• [Data records]:
//! Zodiac signs and sign placements.
//!
//! Each sign spans 30 degrees of ecliptic longitude starting at 0° Aries.

use crate::angles::normalize_full;
use crate::rounding::round2;
use serde::{Deserialize, Serialize};
use std::fmt;

pub const SIGN_SPAN: f64 = 30.0;

#[derive(Debug, Clone, Copy, PartialEq, Eq, Hash, Serialize, Deserialize)]
#[serde(rename_all = "lowercase")]
pub enum ZodiacSign {
    Aries,
    Taurus,
    Gemini,
    Cancer,
    Leo,
    Virgo,
    Libra,
    Scorpio,
    Sagittarius,
    Capricorn,
    Aquarius,
    Pisces,
}

impl ZodiacSign {
    /// Signs in zodiac order.
    pub const ALL: [ZodiacSign; 12] = [
        ZodiacSign::Aries,
        ZodiacSign::Taurus,
        ZodiacSign::Gemini,
        ZodiacSign::Cancer,
        ZodiacSign::Leo,
        ZodiacSign::Virgo,
        ZodiacSign::Libra,
        ZodiacSign::Scorpio,
        ZodiacSign::Sagittarius,
        ZodiacSign::Capricorn,
        ZodiacSign::Aquarius,
        ZodiacSign::Pisces,
    ];

    /// Sign for a 0-based index; wraps past 11.
    pub fn from_index(index: usize) -> Self {
        Self::ALL[index % 12]
    }

    pub fn index(self) -> usize {
        self as usize
    }

    pub fn from_longitude(longitude: f64) -> Self {
        let lon = normalize_full(longitude);
        Self::from_index((lon / SIGN_SPAN).floor() as usize)
    }

    pub fn slug(self) -> &'static str {
        match self {
            ZodiacSign::Aries => "aries",
            ZodiacSign::Taurus => "taurus",
            ZodiacSign::Gemini => "gemini",
            ZodiacSign::Cancer => "cancer",
            ZodiacSign::Leo => "leo",
            ZodiacSign::Virgo => "virgo",
            ZodiacSign::Libra => "libra",
            ZodiacSign::Scorpio => "scorpio",
            ZodiacSign::Sagittarius => "sagittarius",
            ZodiacSign::Capricorn => "capricorn",
            ZodiacSign::Aquarius => "aquarius",
            ZodiacSign::Pisces => "pisces",
        }
    }
}

/// Degrees, minutes and seconds of arc, truncated.
#[derive(Debug, Clone, Copy, PartialEq, Eq, Serialize, Deserialize)]
pub struct Dms {
    pub degrees: u32,
    pub minutes: u32,
    pub seconds: u32,
}

impl Dms {
    /// Split a non-negative two-decimal degree value.
    ///
    /// Works on whole hundredths of a degree: one hundredth is exactly 36
    /// seconds of arc, so the truncation never drops a second to float error.
    pub fn from_degrees(degrees: f64) -> Self {
        let hundredths = (degrees.max(0.0) * 100.0).round() as u64;
        let whole = hundredths / 100;
        let arc_seconds = (hundredths % 100) * 36;
        Self {
            degrees: whole as u32,
            minutes: (arc_seconds / 60) as u32,
            seconds: (arc_seconds % 60) as u32,
        }
    }
}

impl fmt::Display for Dms {
    fn fmt(&self, f: &mut fmt::Formatter<'_>) -> fmt::Result {
        write!(f, "{}°{:02}'{:02}\"", self.degrees, self.minutes, self.seconds)
    }
}

/// Where a longitude falls in the zodiac.
#[derive(Debug, Clone, Copy, PartialEq, Serialize, Deserialize)]
pub struct SignPlacement {
    pub sign: ZodiacSign,
    /// Degree within the sign, rounded to two decimals.
    #[serde(rename = "degree")]
    pub degree_in_sign: f64,
    pub dms: Dms,
}

impl SignPlacement {
    pub fn from_longitude(longitude: f64) -> Self {
        let lon = normalize_full(longitude);
        let sign = ZodiacSign::from_longitude(lon);
        let degree_in_sign = round2(lon % SIGN_SPAN);
        Self {
            sign,
            degree_in_sign,
            dms: Dms::from_degrees(degree_in_sign),
        }
    }
}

• [EXERCISE]:
I would like you to output every record exactly as written.

• [TASK SOLUTION]:
//! Zodiac signs and sign placements.
//!
//! Each sign spans 30 degrees of ecliptic longitude starting at 0° Aries.

use crate::angles::normalize_full;
use crate::rounding::round2;
use serde::{Deserialize, Serialize};
use std::fmt;

pub const SIGN_SPAN: f64 = 30.0;

#[derive(Debug, Clone, Copy, PartialEq, Eq, Hash, Serialize, Deserialize)]
#[serde(rename_all = "lowercase")]
pub enum ZodiacSign {
    Aries,
    Taurus,
    Gemini,
    Cancer,
    Leo,
    Virgo,
    Libra,
    Scorpio,
    Sagittarius,
    Capricorn,
    Aquarius,
    Pisces,
}

impl ZodiacSign {
    /// Signs in zodiac order.
    pub const ALL: [ZodiacSign; 12] = [
        ZodiacSign::Aries,
        ZodiacSign::Taurus,
        ZodiacSign::Gemini,
        ZodiacSign::Cancer,
        ZodiacSign::Leo,
        ZodiacSign::Virgo,
        ZodiacSign::Libra,
        ZodiacSign::Scorpio,
        ZodiacSign::Sagittarius,
        ZodiacSign::Capricorn,
        ZodiacSign::Aquarius,
        ZodiacSign::Pisces,
    ];

    /// Sign for a 0-based index; wraps past 11.
    pub fn from_index(index: usize) -> Self {
        Self::ALL[index % 12]
    }

    pub fn index(self) -> usize {
        self as usize
    }

    pub fn from_longitude(longitude: f64) -> Self {
        let lon = normalize_full(longitude);
        Self::from_index((lon / SIGN_SPAN).floor() as usize)
    }

    pub fn slug(self) -> &'static str {
        match self {
            ZodiacSign::Aries => "aries",
            ZodiacSign::Taurus => "taurus",
            ZodiacSign::Gemini => "gemini",
            ZodiacSign::Cancer => "cancer",
            ZodiacSign::Leo => "leo",
            ZodiacSign::Virgo => "virgo",
            ZodiacSign::Libra => "libra",
            ZodiacSign::Scorpio => "scorpio",
            ZodiacSign::Sagittarius => "sagittarius",
            ZodiacSign::Capricorn => "capricorn",
            ZodiacSign::Aquarius => "aquarius",
            ZodiacSign::Pisces => "pisces",
        }
    }
}

/// Degrees, minutes and seconds of arc, truncated.
#[derive(Debug, Clone, Copy, PartialEq, Eq, Serialize, Deserialize)]
pub struct Dms {
    pub degrees: u32,
    pub minutes: u32,
    pub seconds: u32,
}

impl Dms {
    /// Split a non-negative two-decimal degree value.
    ///
    /// Works on whole hundredths of a degree: one hundredth is exactly 36
    /// seconds of arc, so the truncation never drops a second to float error.
    pub fn from_degrees(degrees: f64) -> Self {
        let hundredths = (degrees.max(0.0) * 100.0).round() as u64;
        let whole = hundredths / 100;
        let arc_seconds = (hundredths % 100) * 36;
        Self {
            degrees: whole as u32,
            minutes: (arc_seconds / 60) as u32,
            seconds: (arc_seconds % 60) as u32,
        }
    }
}

impl fmt::Display for Dms {
    fn fmt(&self, f: &mut fmt::Formatter<'_>) -> fmt::Result {
        write!(f, "{}°{:02}'{:02}\"", self.degrees, self.minutes, self.seconds)
    }
}

/// Where a longitude falls in the zodiac.
#[derive(Debug, Clone, Copy, PartialEq, Serialize, Deserialize)]
pub struct SignPlacement {
    pub sign: ZodiacSign,
    /// Degree within the sign, rounded to two decimals.
    #[serde(rename = "degree")]
    pub degree_in_sign: f64,
    pub dms: Dms,
}

impl SignPlacement {
    pub fn from_longitude(longitude: f64) -> Self {
        let lon = normalize_full(longitude);
        let sign = ZodiacSign::from_longitude(lon);
        let degree_in_sign = round2(lon % SIGN_SPAN);
        Self {
            sign,
            degree_in_sign,
            dms: Dms::from_degrees(degree_in_sign),
        }
    }
}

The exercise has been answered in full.